The staff of My Sister’s Place is convinced of the necessity of developing solidarity and sisterhood with people who are aware of the problem of prostitution in Korean society, and they encourage the public to break free of prejudices about prostitutes. Although My Sister’s Place acknowledges that the issue of prostitution is an inevitable problem in society, they encourage everyone to find creative ways with which to approach this problem.
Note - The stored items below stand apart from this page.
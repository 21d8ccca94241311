//! HTTP client for the target site's search and product pages.
//!
//! Transient failures (429, network errors, 5xx) retry with exponential
//! backoff. The anti-automation interstitial is a separate mechanism: it
//! arrives as a 200 with a signature `<title>`, and gets exactly one
//! delayed re-fetch per occurrence before [`ScraperError::Blocked`] is
//! returned: a bounded state machine, not a loop.

use std::time::Duration;

use rand::Rng;
use reqwest::Client;

use upcwatch_core::AppConfig;

use crate::error::ScraperError;
use crate::page;
use crate::retry::retry_with_backoff;

/// A fetched page: the final URL after redirects and the raw HTML body.
#[derive(Debug)]
pub struct FetchedPage {
    pub url: String,
    pub html: String,
}

/// States of the per-fetch block handling machine.
#[derive(Debug, Clone, Copy, PartialEq, Eq)]
enum BlockState {
    /// First fetch of the page.
    Fetching,
    /// Interstitial seen once; exactly one delayed re-fetch remains.
    Retrying,
}

pub struct SiteClient {
    client: Client,
    base_url: String,
    max_retries: u32,
    backoff_base_secs: u64,
    blocked_retry_delay_secs: u64,
    inter_request_delay_ms: u64,
    delay_jitter_ms: u64,
}

impl SiteClient {
    /// Builds a `SiteClient` from the run configuration: timeout,
    /// user-agent, optional proxy, retry and politeness policy.
    ///
    /// # Errors
    ///
    /// Returns [`ScraperError::Http`] if the underlying `reqwest::Client`
    /// cannot be constructed (invalid proxy URL, TLS setup failure).
    pub fn new(config: &AppConfig) -> Result<Self, ScraperError> {
        let mut builder = Client::builder()
            .timeout(Duration::from_secs(config.request_timeout_secs))
            .connect_timeout(Duration::from_secs(10))
            .user_agent(&config.user_agent);

        if let Some(proxy_url) = &config.http_proxy {
            builder = builder.proxy(reqwest::Proxy::all(proxy_url)?);
        }

        Ok(Self {
            client: builder.build()?,
            base_url: config.search_base_url.trim_end_matches('/').to_owned(),
            max_retries: config.max_retries,
            backoff_base_secs: config.retry_backoff_base_secs,
            blocked_retry_delay_secs: config.blocked_retry_delay_secs,
            inter_request_delay_ms: config.inter_request_delay_ms,
            delay_jitter_ms: config.delay_jitter_ms,
        })
    }

    /// The search URL for a zero-padded UPC.
    #[must_use]
    pub fn search_url(&self, padded_upc: &str) -> String {
        format!("{}/s?k={padded_upc}", self.base_url)
    }

    /// Fetches the first search-results page for a zero-padded UPC.
    ///
    /// # Errors
    ///
    /// Propagates fetch errors after retries; [`ScraperError::Blocked`]
    /// when the interstitial survives its single delayed re-fetch.
    pub async fn fetch_search_page(&self, padded_upc: &str) -> Result<FetchedPage, ScraperError> {
        let url = self.search_url(padded_upc);
        self.fetch_page(&url).await
    }

    /// Fetches a candidate product page by absolute URL.
    ///
    /// # Errors
    ///
    /// Same contract as [`SiteClient::fetch_search_page`].
    pub async fn fetch_product_page(&self, url: &str) -> Result<FetchedPage, ScraperError> {
        self.fetch_page(url).await
    }

    /// Sleeps the politeness delay plus random jitter. Called by the
    /// orchestrator between navigations.
    pub async fn politeness_pause(&self) {
        let jitter_ms = if self.delay_jitter_ms == 0 {
            0
        } else {
            rand::rng().random_range(0..=self.delay_jitter_ms)
        };
        let total = self.inter_request_delay_ms.saturating_add(jitter_ms);
        if total > 0 {
            tokio::time::sleep(Duration::from_millis(total)).await;
        }
    }

    async fn fetch_page(&self, url: &str) -> Result<FetchedPage, ScraperError> {
        let mut state = BlockState::Fetching;
        loop {
            let page = self.fetch_html(url).await?;
            if !page::is_blocked(&page.html) {
                return Ok(page);
            }
            match state {
                BlockState::Fetching => {
                    tracing::warn!(
                        url,
                        delay_secs = self.blocked_retry_delay_secs,
                        "blocking interstitial detected, waiting and re-fetching once"
                    );
                    tokio::time::sleep(Duration::from_secs(self.blocked_retry_delay_secs)).await;
                    state = BlockState::Retrying;
                }
                BlockState::Retrying => {
                    return Err(ScraperError::Blocked { url: page.url });
                }
            }
        }
    }

    async fn fetch_html(&self, url: &str) -> Result<FetchedPage, ScraperError> {
        retry_with_backoff(self.max_retries, self.backoff_base_secs, || async move {
            let response = self
                .client
                .get(url)
                .header(
                    reqwest::header::ACCEPT,
                    "text/html,application/xhtml+xml;q=0.9,*/*;q=0.8",
                )
                .header(reqwest::header::ACCEPT_LANGUAGE, "en-US,en;q=0.9")
                .send()
                .await?;

            let status = response.status();
            let final_url = response.url().to_string();

            if status == reqwest::StatusCode::TOO_MANY_REQUESTS {
                let retry_after_secs = response
                    .headers()
                    .get(reqwest::header::RETRY_AFTER)
                    .and_then(|v| v.to_str().ok())
                    .and_then(|s| s.parse::<u64>().ok())
                    .unwrap_or(60);
                return Err(ScraperError::RateLimited {
                    url: final_url,
                    retry_after_secs,
                });
            }

            if !status.is_success() {
                return Err(ScraperError::UnexpectedStatus {
                    status: status.as_u16(),
                    url: final_url,
                });
            }

            let html = response.text().await?;
            Ok(FetchedPage {
                url: final_url,
                html,
            })
        })
        .await
    }
}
As a non-profit organization, My Sister’s Place continually faces financial difficulties, and is in continual need of funds to support its flourishing programs. Donations are needed to assist My Sister’s Place in campaigning for social policy change, and to support the various activities and programs provided for the women.
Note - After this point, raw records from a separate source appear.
//! Price normalization and the reference-price comparison rule.
//!
//! Both functions are pure and never error: a malformed price simply fails
//! to parse downstream and degrades to the sentinel at record assembly.

/// Fixed percentage markup applied to the reference price.
pub const MARKUP_FACTOR: f64 = 1.203;

/// Flat shipping/fee surcharge added to the reference price before the
/// markup, waived for cheaper items.
pub const SURCHARGE: f64 = 5.0;

/// Reference prices above this get the surcharge.
pub const SURCHARGE_THRESHOLD: f64 = 50.0;

/// Cleans a raw scraped price string into a best-effort decimal string.
///
/// Strips whitespace, the currency symbol, and the `UHD` quality marker.
/// A two-line dollars/cents rendering (`"45\n07"`) joins into `"45.07"`;
/// anything else passes through cleaned but otherwise unchanged, parseable
/// or not. Idempotent on already-clean decimal strings.
#[must_use]
pub fn normalize_price(raw: &str) -> String {
    let cleaned = raw.trim().replace('$', "").replace("UHD", "");
    let cleaned = cleaned.trim();

    let parts: Vec<&str> = cleaned.split('\n').collect();
    if let [dollars, cents] = parts.as_slice() {
        format!("{}.{}", dollars.trim(), cents.trim())
    } else {
        cleaned.to_owned()
    }
}

/// Signed difference between an observed price and the adjusted reference
/// price: `observed - reference * 1.203`, with a flat $5 added to the
/// reference before the markup when it exceeds $50.
///
/// Returns `None` when either input does not parse as a number — a valid
/// non-numeric outcome, not an error.
#[must_use]
pub fn price_difference(observed: &str, reference: &str) -> Option<f64> {
    let observed: f64 = observed.trim().parse().ok()?;
    let reference: f64 = reference.trim().parse().ok()?;

    let adjusted = if reference > SURCHARGE_THRESHOLD {
        (reference + SURCHARGE) * MARKUP_FACTOR
    } else {
        reference * MARKUP_FACTOR
    };
    Some(observed - adjusted)
}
Gifts of $100.00 will provide free lunches to 30 women seeking counseling and other services or funds to maintain and upgrade the library.
Gifts of $500.00 will provide training for one woman at the bakery of My Sister’s Place or will provide English Language training for a group of women who are developing alternative career options.
Gifts of $1,500.00 will provide counseling services for one month at My Sister’s Place to restore the hope and confidence of women who earn their living as prostitutes adjacent to U.S. Military bases in Uijeongbu.
Gifts of $4,000.00 will provide two months of Arts and Craft Therapy programs helping women move through feelings of isolation, apathy, and desolation after working as prostitutes
Update: August 2018
My Sister’s Place is a mission program of the Presbyterian Church in the Republic of Korea (PROK). It has been a place of compassion and support, as well as a resource center for women from domestic abuse situations and victims of human trafficking. They primarily work with migrant women, most arriving from the Philippines and Russia. My Sister’s Place offers hygiene kits, counseling sessions, social work services, and leads advocacy campaigns on domestic violence in the country. They are well-known as a trusted resource for trafficked and abused women.
My Sister’s Place works to meet the women where they are at in a variety of ways. Social workers will often visit the bars and clubs where the women work to introduce themselves and let the women know that they are available to help. They also listen deeply to clients to determine needs and best follow-up actions. For example, some women would like to get out of their situations and return to their home countries, while others may want to enter into the Korean migration system and need help getting the appropriate papers.
Currently, My Sister’s Place is working on a new building with multiple offices in order to strengthen and expand their current capacity. They are excited about the opportunities that this new building might bring as they continue their work helping women. Global Ministries continues to welcome gifts in support of My Sister’s Place in Korea as they continue to provide help for women from domestic abuse and human trafficking.